A new study has revealed that Internet searches create illusion of personal knowledge.
Lead researcher Matthew Fisher of Yale University said that the Internet is such a powerful environment, where people can enter any question and basically have access to the world's knowledge at their fingertips, adding that it becomes easier to confuse their own knowledge with this external source.
Fisher added that when people are truly on their own, they may be wildly inaccurate about how much they know and how dependent they are on the Internet.
In a series of experiments, participants who searched for information on the Internet believed they were more knowledgeable than a control group about topics unrelated to the online searches. In a result that surprised the researchers, participants had an inflated sense of their own knowledge after searching the Internet even when they couldn't find the information they were looking for. After conducting Internet searches, participants also believed their brains were more active than the control group did.

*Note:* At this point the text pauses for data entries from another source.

//! Database row types used by the runtime sqlx queries.

use crate::types::{MarketStatus, Side};

#[derive(Debug, Clone, sqlx::FromRow)]
pub struct MarketRow {
    pub id: i64,
    pub market_key: String,
    pub category: String,
    pub title: String,
    pub status: String,
    pub open_at: i64,
    pub lock_at: i64,
    pub resolve_at: i64,
    pub baseline_score: i64,
    pub resolved_score: Option<i64>,
    pub outcome: Option<String>,
    pub resolve_rule: String,
    pub created_at: i64,
}

impl MarketRow {
    pub fn status(&self) -> Option<MarketStatus> {
        MarketStatus::parse(&self.status)
    }
}

#[derive(Debug, Clone, sqlx::FromRow)]
pub struct PositionRow {
    pub id: i64,
    pub market_id: i64,
    pub user_id: String,
    pub side: String,
    pub stake_points: i64,
    pub created_at: i64,
}

impl PositionRow {
    pub fn side(&self) -> Option<Side> {
        Side::parse(&self.side)
    }
}

#[derive(Debug, Clone, sqlx::FromRow, serde::Serialize)]
pub struct SnapshotRow {
    pub id: i64,
    pub market_id: i64,
    pub snapshot_at: i64,
    pub up_count: i64,
    pub down_count: i64,
    pub up_points: i64,
    pub down_points: i64,
}

#[derive(Debug, Clone, sqlx::FromRow)]
pub struct LedgerRow {
    pub id: i64,
    pub user_id: String,
    pub entry_type: String,
    pub delta: i64,
    pub balance_after: i64,
    pub ref_type: Option<String>,
    pub ref_id: Option<String>,
    pub meta: String,
    pub created_at: i64,
}

#[derive(Debug, Clone, sqlx::FromRow)]
pub struct UserStatsRow {
    pub user_id: String,
    pub resolved_count: i64,
    pub win_count: i64,
    pub hit_rate: f64,
    pub total_pnl: i64,
    pub rating: i64,
}

/// One score sample from the external analysis pipeline.
#[derive(Debug, Clone, sqlx::FromRow, serde::Serialize)]
pub struct ScorePointRow {
    pub analyzed_at: i64,
    pub score: i64,
    pub label: Option<String>,
    pub comment: Option<String>,
}

/// Category + sample time pair used by per-cycle category selection.
#[derive(Debug, Clone, sqlx::FromRow)]
pub struct ScoreSampleRow {
    pub category: String,
    pub analyzed_at: i64,
}
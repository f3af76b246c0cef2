//! Ordering of search results.

use std::str::FromStr;

use super::finder::SearchResults;

/// The attribute results are ordered by.
#[derive(Debug, Clone, Copy, PartialEq, Eq, Default)]
pub enum SortKey {
    /// Total elapsed time, ascending. Applies to every result group.
    #[default]
    Duration,
    /// First-class fare, ascending. Direct connections only.
    PriceFirst,
    /// Second-class fare, ascending. Direct connections only.
    PriceSecond,
}

/// Error for an unrecognised sort-key name.
#[derive(Debug, Clone, PartialEq, Eq, thiserror::Error)]
#[error("unknown sort key: {0:?}")]
pub struct UnknownSortKey(pub String);

impl FromStr for SortKey {
    type Err = UnknownSortKey;

    fn from_str(s: &str) -> Result<Self, Self::Err> {
        match s {
            "duration" => Ok(SortKey::Duration),
            "price_first" => Ok(SortKey::PriceFirst),
            "price_second" => Ok(SortKey::PriceSecond),
            other => Err(UnknownSortKey(other.to_string())),
        }
    }
}

/// Sort search results in place by the given key.
///
/// All sorts are stable: connections that compare equal keep their
/// discovery order. A price key reorders the direct group only; multi-stop
/// itineraries have no single-fare total, so those groups keep discovery
/// order unchanged.
pub fn sort_results(results: &mut SearchResults<'_>, key: SortKey) {
    match key {
        SortKey::Duration => {
            results.direct.sort_by_key(|c| c.duration_minutes());
            results.one_stop.sort_by_key(|i| i.total_duration());
            results.two_stop.sort_by_key(|i| i.total_duration());
        }
        SortKey::PriceFirst => {
            results
                .direct
                .sort_by(|a, b| a.first_class_rate().total_cmp(&b.first_class_rate()));
        }
        SortKey::PriceSecond => {
            results
                .direct
                .sort_by(|a, b| a.second_class_rate().total_cmp(&b.second_class_rate()));
        }
    }
}
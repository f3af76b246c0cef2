//! Transfer-feasibility policy.
//!
//! Night service is thinner and less reliable, so the policy is asymmetric:
//! an after-hours arrival tolerates only a short layover, while a daytime
//! transfer may wait up to two hours. Both too-short and implausibly-long
//! gaps are rejected.

use chrono::Duration;

use crate::domain::ClockTime;

/// Decides whether the gap between an arrival and the next departure is an
/// acceptable transfer.
///
/// Both times must already be resolved onto the same absolute timeline
/// (see [`ClockTime::resolve_after`]).
///
/// # Examples
///
/// ```
/// use timetable_search::search::LayoverPolicy;
/// use timetable_search::domain::ClockTime;
///
/// let policy = LayoverPolicy::default();
/// let arrival = ClockTime::parse("11:00").unwrap();
/// let departure = ClockTime::parse("11:20").unwrap();
/// assert!(policy.acceptable(arrival, departure));
/// ```
#[derive(Debug, Clone)]
pub struct LayoverPolicy {
    /// Minimum gap needed to change trains, always enforced.
    pub min_transfer: Duration,
    /// Maximum gap after a daytime arrival.
    pub max_daytime: Duration,
    /// Maximum gap after an after-hours arrival.
    pub max_after_hours: Duration,
    /// Hour (inclusive) at which after-hours begins.
    pub after_hours_start: u32,
    /// Hour (exclusive) at which after-hours ends.
    pub after_hours_end: u32,
}

impl Default for LayoverPolicy {
    fn default() -> Self {
        Self {
            min_transfer: Duration::minutes(15),
            max_daytime: Duration::hours(2),
            max_after_hours: Duration::minutes(30),
            after_hours_start: 22,
            after_hours_end: 6,
        }
    }
}

impl LayoverPolicy {
    /// Returns true if the layover between `arrival` and the following
    /// `departure` satisfies the policy. All bounds are inclusive.
    pub fn acceptable(&self, arrival: ClockTime, departure: ClockTime) -> bool {
        let gap = arrival.gap_until(departure);

        if gap < self.min_transfer {
            return false;
        }

        if self.is_after_hours(arrival) {
            gap <= self.max_after_hours
        } else {
            gap <= self.max_daytime
        }
    }

    /// Whether a time falls in the after-hours window (wraps past midnight).
    fn is_after_hours(&self, t: ClockTime) -> bool {
        let hour = t.hour();
        hour >= self.after_hours_start || hour < self.after_hours_end
    }
}

#[cfg(test)]
mod tests {
    use super::*;

    fn t(s: &str) -> ClockTime {
        ClockTime::parse(s).unwrap()
    }

    #[test]
    fn daytime_window() {
        let policy = LayoverPolicy::default();

        // 15 minutes is the inclusive minimum
        assert!(policy.acceptable(t("10:00"), t("10:15")));
        assert!(!policy.acceptable(t("10:00"), t("10:14")));

        // 2 hours is the inclusive daytime maximum
        assert!(policy.acceptable(t("10:00"), t("12:00")));
        assert!(!policy.acceptable(t("10:00"), t("12:01")));
    }

    #[test]
    fn after_hours_window() {
        let policy = LayoverPolicy::default();

        // Arrival at 23:00 is after-hours: max 30 minutes, inclusive
        assert!(policy.acceptable(t("23:00"), t("23:30")));
        assert!(!policy.acceptable(t("23:00"), t("23:31")));
        assert!(policy.acceptable(t("23:00"), t("23:15")));
        assert!(!policy.acceptable(t("23:00"), t("23:10")));
    }

    #[test]
    fn after_hours_spans_midnight() {
        let policy = LayoverPolicy::default();

        // Early-morning arrivals are after-hours too
        assert!(policy.acceptable(t("05:00"), t("05:20")));
        assert!(!policy.acceptable(t("05:00"), t("06:00")));

        // 06:00 is daytime again
        assert!(policy.acceptable(t("06:00"), t("07:30")));
    }

    #[test]
    fn boundary_hours() {
        let policy = LayoverPolicy::default();

        // 22:00 arrival is already after-hours
        assert!(!policy.acceptable(t("22:00"), t("23:00")));
        // 21:59 is still daytime
        assert!(policy.acceptable(t("21:59"), t("22:59")));
    }

    #[test]
    fn classification_uses_arrival_not_departure() {
        let policy = LayoverPolicy::default();

        // Daytime arrival, departure after 22:00: daytime rules apply
        assert!(policy.acceptable(t("21:00"), t("22:30")));
    }

    #[test]
    fn negative_gap_rejected() {
        let policy = LayoverPolicy::default();
        assert!(!policy.acceptable(t("10:00"), t("09:00")));
    }

    #[test]
    fn after_hours_gap_across_midnight() {
        let policy = LayoverPolicy::default();

        // 23:50 day 0 -> 00:10 day 1 is a 20-minute after-hours gap
        let arrival = t("23:50");
        let departure = t("00:10").resolve_after(arrival);
        assert!(policy.acceptable(arrival, departure));
    }

    #[test]
    fn custom_policy() {
        let policy = LayoverPolicy {
            min_transfer: Duration::minutes(5),
            max_daytime: Duration::hours(4),
            ..LayoverPolicy::default()
        };

        assert!(policy.acceptable(t("10:00"), t("10:05")));
        assert!(policy.acceptable(t("10:00"), t("14:00")));
    }
}
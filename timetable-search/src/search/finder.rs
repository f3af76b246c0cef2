//! Itinerary search over a loaded timetable.
//!
//! Finds direct, one-stop and two-stop itineraries between two cities.
//! The search is exhaustive over the connection set: the timetable is a
//! bounded, static network, not a live global graph, so O(n²)/O(n³)
//! enumeration with early layover rejection is acceptable.

use serde::Serialize;
use tracing::debug;

use crate::domain::{Connection, Itinerary, eq_ignore_case};
use crate::timetable::{ConnectionFilter, Timetable};

use super::config::SearchConfig;

/// Error from an invalid search request.
#[derive(Debug, Clone, PartialEq, Eq, thiserror::Error)]
pub enum SearchError {
    /// A required query input is missing or empty
    #[error("invalid search request: {0}")]
    InvalidRequest(&'static str),
}

/// Result of an itinerary search, grouped by stop count.
///
/// Empty groups are a normal outcome meaning no itinerary of that stop
/// count exists; they are never an error.
#[derive(Debug, Clone, Serialize)]
pub struct SearchResults<'t> {
    /// Direct connections matching the query (and any attribute filters).
    pub direct: Vec<&'t Connection>,
    /// Itineraries with one intermediate transfer.
    pub one_stop: Vec<Itinerary<'t>>,
    /// Itineraries with two intermediate transfers.
    pub two_stop: Vec<Itinerary<'t>>,
}

impl SearchResults<'_> {
    /// True if no itinerary of any stop count was found.
    pub fn is_empty(&self) -> bool {
        self.direct.is_empty() && self.one_stop.is_empty() && self.two_stop.is_empty()
    }
}

/// Searches a timetable for itineraries between two cities.
///
/// Borrows the timetable immutably; `search` is a pure read-only function,
/// so one finder (or many) can serve concurrent callers without locks.
pub struct PathFinder<'t> {
    timetable: &'t Timetable,
    config: SearchConfig,
}
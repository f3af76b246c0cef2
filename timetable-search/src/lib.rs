//! Timetable itinerary search engine.
//!
//! Given a fixed set of scheduled train connections, finds direct, one-stop
//! and two-stop itineraries between two cities, checks transfer feasibility
//! against a layover policy, and orders results by duration or fare.
//!
//! The timetable is immutable after load and [`search::PathFinder::search`]
//! is a pure function of its inputs, so a loaded [`timetable::Timetable`]
//! can be shared freely across threads.

pub mod domain;
pub mod search;
pub mod timetable;

pub use domain::{ClockTime, Connection, ConnectionRecord, DomainError, Itinerary, TimeError};
pub use search::{
    LayoverPolicy, PathFinder, SearchConfig, SearchError, SearchResults, SortKey, sort_results,
};
pub use timetable::{ConnectionFilter, Timetable};
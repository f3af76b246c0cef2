//! The loaded connection set and its filtered views.
//!
//! A [`Timetable`] owns every [`Connection`] for the lifetime of a loaded
//! network. It is immutable after construction, so it can be shared across
//! concurrent searchers without locks.

use crate::domain::{Connection, ConnectionRecord, DomainError, eq_ignore_case};

/// An attribute filter applied to connection results.
///
/// This is a closed set on purpose: only the train type and service-day
/// mask are filterable. The route identifier and the city fields are query
/// inputs, not refinement filters, and are excluded from this path by
/// construction.
#[derive(Debug, Clone, PartialEq, Eq)]
pub enum ConnectionFilter {
    /// Exact train-type match, case-insensitive.
    TrainType(String),
    /// Exact service-day-mask match, case-insensitive.
    DaysOfOperation(String),
}

impl ConnectionFilter {
    /// Returns true if the connection satisfies this filter.
    pub fn matches(&self, connection: &Connection) -> bool {
        match self {
            ConnectionFilter::TrainType(wanted) => eq_ignore_case(connection.train_type(), wanted),
            ConnectionFilter::DaysOfOperation(wanted) => {
                eq_ignore_case(connection.days_of_operation(), wanted)
            }
        }
    }
}

/// The full set of scheduled connections for a network.
#[derive(Debug, Clone, Default)]
pub struct Timetable {
    connections: Vec<Connection>,
}

impl Timetable {
    /// Build a timetable from raw loader records, validating each one.
    ///
    /// # Errors
    ///
    /// Returns the first [`DomainError`] encountered; a timetable is never
    /// built from partially valid input. Rejecting malformed records here
    /// is what keeps the search loops infallible.
    pub fn new(records: Vec<ConnectionRecord>) -> Result<Self, DomainError> {
        let connections = records
            .into_iter()
            .map(Connection::new)
            .collect::<Result<Vec<_>, _>>()?;
        Ok(Self { connections })
    }

    /// Build a timetable from already-validated connections.
    pub fn from_connections(connections: Vec<Connection>) -> Self {
        Self { connections }
    }

    /// All connections, in load order.
    pub fn connections(&self) -> &[Connection] {
        &self.connections
    }

    pub fn len(&self) -> usize {
        self.connections.len()
    }

    pub fn is_empty(&self) -> bool {
        self.connections.is_empty()
    }

    /// Connections departing from `city` (case-insensitive).
    pub fn connections_from<'t>(&'t self, city: &str) -> impl Iterator<Item = &'t Connection> {
        let needle = city.to_lowercase();
        self.connections
            .iter()
            .filter(move |c| c.departure_city().to_lowercase() == needle)
    }

    /// Connections arriving at `city` (case-insensitive).
    pub fn connections_to<'t>(&'t self, city: &str) -> impl Iterator<Item = &'t Connection> {
        let needle = city.to_lowercase();
        self.connections
            .iter()
            .filter(move |c| c.arrival_city().to_lowercase() == needle)
    }

    /// Narrow a set of connections to those matching every filter.
    pub fn filter<'t>(
        connections: impl IntoIterator<Item = &'t Connection>,
        filters: &[ConnectionFilter],
    ) -> Vec<&'t Connection> {
        connections
            .into_iter()
            .filter(|c| filters.iter().all(|f| f.matches(c)))
            .collect()
    }
}
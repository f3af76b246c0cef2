//! Itinerary type.
//!
//! An itinerary chains one to three connections into a trip from origin to
//! destination. It borrows its legs from the timetable that found it and is
//! built, consumed and discarded within a single search/sort call.

use chrono::Duration;
use serde::{Serialize, Serializer};

use super::connection::{Connection, eq_ignore_case};
use super::duration::format_duration;
use super::error::DomainError;

/// A chained sequence of 1-3 legs between two cities.
///
/// # Invariants
///
/// - One to three legs
/// - Each leg's arrival city equals the next leg's departure city
///   (case-insensitively)
#[derive(Debug, Clone, Serialize)]
pub struct Itinerary<'t> {
    legs: Vec<&'t Connection>,
    stops: usize,
    #[serde(serialize_with = "serialize_duration")]
    total_duration: Duration,
}

impl<'t> Itinerary<'t> {
    /// Construct an itinerary, validating the city chain.
    ///
    /// `total_duration` is the elapsed time from the first leg's departure
    /// to the last leg's arrival, as resolved on the search's timeline.
    ///
    /// # Errors
    ///
    /// Returns `Err` if the leg count is outside 1-3 or consecutive legs
    /// do not share a transfer city.
    pub fn new(legs: Vec<&'t Connection>, total_duration: Duration) -> Result<Self, DomainError> {
        if legs.is_empty() || legs.len() > 3 {
            return Err(DomainError::InvalidLegCount(legs.len()));
        }

        for window in legs.windows(2) {
            if !eq_ignore_case(window[0].arrival_city(), window[1].departure_city()) {
                return Err(DomainError::BrokenChain {
                    arrival_city: window[0].arrival_city().to_string(),
                    departure_city: window[1].departure_city().to_string(),
                });
            }
        }

        let stops = legs.len() - 1;
        Ok(Self {
            legs,
            stops,
            total_duration,
        })
    }

    /// The legs in travel order.
    pub fn legs(&self) -> &[&'t Connection] {
        &self.legs
    }

    /// Number of intermediate transfer cities (0 = direct).
    pub fn stops(&self) -> usize {
        self.stops
    }

    /// Elapsed time from first departure to last arrival.
    pub fn total_duration(&self) -> Duration {
        self.total_duration
    }

    /// Total duration rendered as "H:MM".
    pub fn total_duration_display(&self) -> String {
        format_duration(self.total_duration)
    }

    /// The city the itinerary departs from.
    pub fn origin(&self) -> &str {
        // Safe: validated non-empty at construction
        self.legs[0].departure_city()
    }

    /// The city the itinerary arrives at.
    pub fn destination(&self) -> &str {
        self.legs[self.legs.len() - 1].arrival_city()
    }
}

fn serialize_duration<S: Serializer>(d: &Duration, serializer: S) -> Result<S::Ok, S::Error> {
    serializer.serialize_str(&format_duration(*d))
}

The cognitive effects of "being in search mode" on the Internet may be so powerful that people still feel smarter even when their online searches reveal nothing, said study co-author Frank Keil.
In another experiment, participants who did online searches thought their brains would be more active than the control group, and they chose magnetic resonance images of a brain with more active areas highlighted as representative of their own brains. This result suggests that the participants searching the Internet believed they had more knowledge in their heads, rather than simply thinking they knew more because they had access to the Internet, Fisher said.
People must be actively engaged in research when they read a book or talk to an expert rather than searching the Internet, Fisher said, adding that with the Internet, the lines become blurry between what you know and what you think you know.
An inflated sense of personal knowledge also could be dangerous in the political realm or other areas involving high-stakes decisions, Fisher said.
The study appears online in the Journal of Experimental Psychology: General.